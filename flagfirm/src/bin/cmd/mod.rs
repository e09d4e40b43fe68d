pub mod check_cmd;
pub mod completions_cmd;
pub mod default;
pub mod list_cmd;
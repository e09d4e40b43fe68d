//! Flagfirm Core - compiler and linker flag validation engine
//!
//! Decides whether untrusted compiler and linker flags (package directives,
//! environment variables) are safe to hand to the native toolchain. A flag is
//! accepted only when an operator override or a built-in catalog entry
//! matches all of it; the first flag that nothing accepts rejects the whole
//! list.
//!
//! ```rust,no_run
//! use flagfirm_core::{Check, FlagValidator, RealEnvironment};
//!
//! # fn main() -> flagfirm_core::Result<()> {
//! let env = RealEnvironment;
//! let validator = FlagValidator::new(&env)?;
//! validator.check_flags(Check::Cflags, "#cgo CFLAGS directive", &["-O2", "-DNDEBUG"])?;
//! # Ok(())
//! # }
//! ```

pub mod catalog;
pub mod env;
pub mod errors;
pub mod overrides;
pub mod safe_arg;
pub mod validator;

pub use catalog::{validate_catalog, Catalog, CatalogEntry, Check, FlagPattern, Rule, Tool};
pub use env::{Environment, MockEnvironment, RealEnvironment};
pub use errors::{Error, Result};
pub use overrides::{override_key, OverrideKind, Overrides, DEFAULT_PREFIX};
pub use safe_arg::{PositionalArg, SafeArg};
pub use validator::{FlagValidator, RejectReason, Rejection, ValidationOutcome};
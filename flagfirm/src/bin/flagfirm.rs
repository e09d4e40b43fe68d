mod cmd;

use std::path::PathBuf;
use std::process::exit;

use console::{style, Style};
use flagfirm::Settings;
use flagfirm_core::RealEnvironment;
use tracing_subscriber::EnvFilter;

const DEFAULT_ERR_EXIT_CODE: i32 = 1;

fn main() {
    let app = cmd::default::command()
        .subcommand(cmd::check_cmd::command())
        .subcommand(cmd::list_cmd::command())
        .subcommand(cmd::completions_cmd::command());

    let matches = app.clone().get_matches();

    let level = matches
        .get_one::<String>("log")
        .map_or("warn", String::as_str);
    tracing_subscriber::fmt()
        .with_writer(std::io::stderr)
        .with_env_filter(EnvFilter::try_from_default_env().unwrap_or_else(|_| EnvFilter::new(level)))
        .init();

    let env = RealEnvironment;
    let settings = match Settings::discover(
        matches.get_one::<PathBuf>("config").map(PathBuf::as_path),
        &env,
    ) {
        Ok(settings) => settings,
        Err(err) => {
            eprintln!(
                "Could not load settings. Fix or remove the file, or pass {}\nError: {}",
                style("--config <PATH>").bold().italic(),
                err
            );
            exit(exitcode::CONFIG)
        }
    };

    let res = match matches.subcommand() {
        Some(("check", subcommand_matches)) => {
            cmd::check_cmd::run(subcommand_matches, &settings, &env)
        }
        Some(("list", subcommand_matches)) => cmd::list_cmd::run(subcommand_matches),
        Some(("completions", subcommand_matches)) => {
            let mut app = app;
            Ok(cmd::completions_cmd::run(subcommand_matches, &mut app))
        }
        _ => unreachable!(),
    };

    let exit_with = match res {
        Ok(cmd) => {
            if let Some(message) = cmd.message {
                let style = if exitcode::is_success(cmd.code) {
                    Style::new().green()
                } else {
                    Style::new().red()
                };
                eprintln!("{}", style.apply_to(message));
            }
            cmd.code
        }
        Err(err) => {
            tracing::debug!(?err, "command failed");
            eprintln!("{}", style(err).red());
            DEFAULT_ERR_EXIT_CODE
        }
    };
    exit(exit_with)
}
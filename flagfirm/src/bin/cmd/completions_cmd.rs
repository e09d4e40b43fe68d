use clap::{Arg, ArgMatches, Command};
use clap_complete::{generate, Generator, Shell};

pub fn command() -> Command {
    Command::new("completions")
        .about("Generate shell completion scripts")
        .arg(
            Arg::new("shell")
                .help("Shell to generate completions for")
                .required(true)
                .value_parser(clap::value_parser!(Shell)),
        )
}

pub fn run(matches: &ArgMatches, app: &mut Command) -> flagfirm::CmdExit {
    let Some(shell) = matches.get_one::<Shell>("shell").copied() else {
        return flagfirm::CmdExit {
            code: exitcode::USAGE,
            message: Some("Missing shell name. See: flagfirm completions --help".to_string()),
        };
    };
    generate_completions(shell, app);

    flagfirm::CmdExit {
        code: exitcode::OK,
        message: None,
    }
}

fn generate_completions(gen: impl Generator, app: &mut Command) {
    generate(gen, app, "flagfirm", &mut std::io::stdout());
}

* * *

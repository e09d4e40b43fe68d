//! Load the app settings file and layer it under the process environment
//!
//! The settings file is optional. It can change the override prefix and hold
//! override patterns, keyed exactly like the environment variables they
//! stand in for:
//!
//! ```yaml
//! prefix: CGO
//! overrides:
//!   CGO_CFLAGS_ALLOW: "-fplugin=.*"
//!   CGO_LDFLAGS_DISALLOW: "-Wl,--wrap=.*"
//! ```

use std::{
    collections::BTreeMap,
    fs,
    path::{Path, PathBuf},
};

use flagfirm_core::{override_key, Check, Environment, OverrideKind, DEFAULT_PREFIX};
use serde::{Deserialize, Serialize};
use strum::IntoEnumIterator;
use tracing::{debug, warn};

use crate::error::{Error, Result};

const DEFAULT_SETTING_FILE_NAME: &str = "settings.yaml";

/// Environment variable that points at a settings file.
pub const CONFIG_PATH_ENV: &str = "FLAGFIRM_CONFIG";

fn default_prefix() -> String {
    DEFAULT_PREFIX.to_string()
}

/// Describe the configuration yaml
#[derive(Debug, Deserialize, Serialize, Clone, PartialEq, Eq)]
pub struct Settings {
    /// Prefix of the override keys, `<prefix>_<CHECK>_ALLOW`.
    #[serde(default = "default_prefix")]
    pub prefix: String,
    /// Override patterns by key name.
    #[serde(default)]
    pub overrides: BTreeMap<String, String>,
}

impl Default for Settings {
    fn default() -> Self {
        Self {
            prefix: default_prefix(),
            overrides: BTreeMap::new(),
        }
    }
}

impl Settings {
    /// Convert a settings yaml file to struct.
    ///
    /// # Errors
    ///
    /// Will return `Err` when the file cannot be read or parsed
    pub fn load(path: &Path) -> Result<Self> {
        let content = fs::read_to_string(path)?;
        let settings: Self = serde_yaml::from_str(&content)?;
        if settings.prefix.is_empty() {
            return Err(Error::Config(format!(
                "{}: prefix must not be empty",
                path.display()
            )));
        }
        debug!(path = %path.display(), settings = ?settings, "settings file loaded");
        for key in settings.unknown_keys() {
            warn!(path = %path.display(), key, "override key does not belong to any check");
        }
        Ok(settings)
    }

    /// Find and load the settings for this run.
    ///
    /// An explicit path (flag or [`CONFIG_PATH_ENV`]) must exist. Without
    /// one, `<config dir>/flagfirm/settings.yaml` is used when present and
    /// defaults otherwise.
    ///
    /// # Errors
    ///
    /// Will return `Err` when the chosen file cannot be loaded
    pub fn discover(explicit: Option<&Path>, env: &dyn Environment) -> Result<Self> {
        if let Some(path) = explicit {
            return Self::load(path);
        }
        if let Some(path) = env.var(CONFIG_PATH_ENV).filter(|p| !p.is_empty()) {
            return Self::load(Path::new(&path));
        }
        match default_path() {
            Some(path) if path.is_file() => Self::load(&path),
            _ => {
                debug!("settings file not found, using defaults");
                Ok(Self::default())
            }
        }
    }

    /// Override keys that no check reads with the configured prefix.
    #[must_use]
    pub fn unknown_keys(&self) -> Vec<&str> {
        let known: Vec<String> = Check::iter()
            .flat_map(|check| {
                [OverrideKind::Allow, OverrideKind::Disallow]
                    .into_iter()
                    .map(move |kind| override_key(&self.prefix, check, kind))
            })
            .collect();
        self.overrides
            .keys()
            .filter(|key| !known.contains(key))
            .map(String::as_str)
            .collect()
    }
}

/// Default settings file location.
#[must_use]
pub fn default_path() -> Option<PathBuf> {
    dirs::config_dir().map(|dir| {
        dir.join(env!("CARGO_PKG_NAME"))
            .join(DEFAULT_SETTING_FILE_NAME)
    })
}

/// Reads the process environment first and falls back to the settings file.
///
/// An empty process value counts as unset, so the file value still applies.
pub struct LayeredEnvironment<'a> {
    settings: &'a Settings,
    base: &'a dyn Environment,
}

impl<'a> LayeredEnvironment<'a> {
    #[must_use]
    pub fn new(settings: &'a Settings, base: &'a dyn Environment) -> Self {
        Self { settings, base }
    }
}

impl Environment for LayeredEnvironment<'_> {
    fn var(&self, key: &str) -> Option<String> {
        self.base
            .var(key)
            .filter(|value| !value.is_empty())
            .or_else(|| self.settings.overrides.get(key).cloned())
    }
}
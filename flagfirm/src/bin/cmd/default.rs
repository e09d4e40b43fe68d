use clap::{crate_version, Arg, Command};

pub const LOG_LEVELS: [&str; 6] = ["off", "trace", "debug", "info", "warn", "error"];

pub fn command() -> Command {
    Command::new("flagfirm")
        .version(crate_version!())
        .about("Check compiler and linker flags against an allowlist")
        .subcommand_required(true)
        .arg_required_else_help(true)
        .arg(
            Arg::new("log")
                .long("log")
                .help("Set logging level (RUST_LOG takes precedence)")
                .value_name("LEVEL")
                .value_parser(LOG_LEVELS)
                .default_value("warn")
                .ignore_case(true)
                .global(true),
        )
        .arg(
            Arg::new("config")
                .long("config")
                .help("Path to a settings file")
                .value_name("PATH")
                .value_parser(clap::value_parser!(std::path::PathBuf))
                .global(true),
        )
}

...

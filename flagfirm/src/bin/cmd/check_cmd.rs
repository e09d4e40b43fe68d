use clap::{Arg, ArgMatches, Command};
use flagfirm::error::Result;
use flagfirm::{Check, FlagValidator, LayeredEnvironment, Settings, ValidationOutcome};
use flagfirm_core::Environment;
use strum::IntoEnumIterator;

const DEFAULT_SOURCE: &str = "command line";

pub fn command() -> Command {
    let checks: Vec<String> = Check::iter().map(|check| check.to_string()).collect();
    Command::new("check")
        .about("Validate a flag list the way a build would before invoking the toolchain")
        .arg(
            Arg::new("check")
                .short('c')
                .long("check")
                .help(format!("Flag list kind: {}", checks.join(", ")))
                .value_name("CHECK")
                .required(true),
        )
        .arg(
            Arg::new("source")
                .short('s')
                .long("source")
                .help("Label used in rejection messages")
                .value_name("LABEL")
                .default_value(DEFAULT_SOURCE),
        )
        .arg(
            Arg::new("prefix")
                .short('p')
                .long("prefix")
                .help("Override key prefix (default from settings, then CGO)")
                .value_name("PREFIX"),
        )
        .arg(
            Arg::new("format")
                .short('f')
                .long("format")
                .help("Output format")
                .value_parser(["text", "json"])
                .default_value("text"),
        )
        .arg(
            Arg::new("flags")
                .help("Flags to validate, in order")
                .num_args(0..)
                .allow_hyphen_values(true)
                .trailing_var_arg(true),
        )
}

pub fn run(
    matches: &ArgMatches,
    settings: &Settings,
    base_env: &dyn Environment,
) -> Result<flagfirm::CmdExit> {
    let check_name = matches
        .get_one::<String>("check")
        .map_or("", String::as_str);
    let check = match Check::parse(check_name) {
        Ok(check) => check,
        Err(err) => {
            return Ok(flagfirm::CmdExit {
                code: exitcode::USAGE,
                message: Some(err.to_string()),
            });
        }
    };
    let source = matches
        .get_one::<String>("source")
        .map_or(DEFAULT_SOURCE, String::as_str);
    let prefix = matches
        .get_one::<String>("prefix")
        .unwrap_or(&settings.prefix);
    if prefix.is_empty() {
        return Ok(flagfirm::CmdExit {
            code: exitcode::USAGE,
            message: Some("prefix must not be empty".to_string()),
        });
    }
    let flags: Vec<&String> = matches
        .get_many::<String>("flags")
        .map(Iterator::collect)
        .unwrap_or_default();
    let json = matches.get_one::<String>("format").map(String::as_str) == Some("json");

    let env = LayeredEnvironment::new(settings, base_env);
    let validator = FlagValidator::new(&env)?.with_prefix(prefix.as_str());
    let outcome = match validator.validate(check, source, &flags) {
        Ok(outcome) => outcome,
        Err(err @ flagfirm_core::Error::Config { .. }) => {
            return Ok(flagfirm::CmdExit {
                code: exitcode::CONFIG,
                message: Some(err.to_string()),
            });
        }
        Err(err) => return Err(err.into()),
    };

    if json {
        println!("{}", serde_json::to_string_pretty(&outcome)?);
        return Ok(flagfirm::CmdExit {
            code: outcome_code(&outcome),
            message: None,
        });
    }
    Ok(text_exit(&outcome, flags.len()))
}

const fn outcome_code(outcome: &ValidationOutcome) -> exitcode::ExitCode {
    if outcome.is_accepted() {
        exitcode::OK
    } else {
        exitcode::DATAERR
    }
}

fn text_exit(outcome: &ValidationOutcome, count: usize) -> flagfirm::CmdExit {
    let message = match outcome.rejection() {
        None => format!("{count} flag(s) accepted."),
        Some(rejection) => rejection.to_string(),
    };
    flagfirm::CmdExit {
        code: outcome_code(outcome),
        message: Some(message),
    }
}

TO DO:
Would you please copy exactly the part of the entries above that begins at the line containing "must exist. Without" and ends at the line containing "Some(path) if path.is_file()", both lines included?

TASK ANSWER:
    /// An explicit path (flag or [`CONFIG_PATH_ENV`]) must exist. Without
    /// one, `<config dir>/flagfirm/settings.yaml` is used when present and
    /// defaults otherwise.
    ///
    /// # Errors
    ///
    /// Will return `Err` when the chosen file cannot be loaded
    pub fn discover(explicit: Option<&Path>, env: &dyn Environment) -> Result<Self> {
        if let Some(path) = explicit {
            return Self::load(path);
        }
        if let Some(path) = env.var(CONFIG_PATH_ENV).filter(|p| !p.is_empty()) {
            return Self::load(Path::new(&path));
        }
        match default_path() {
            Some(path) if path.is_file() => Self::load(&path),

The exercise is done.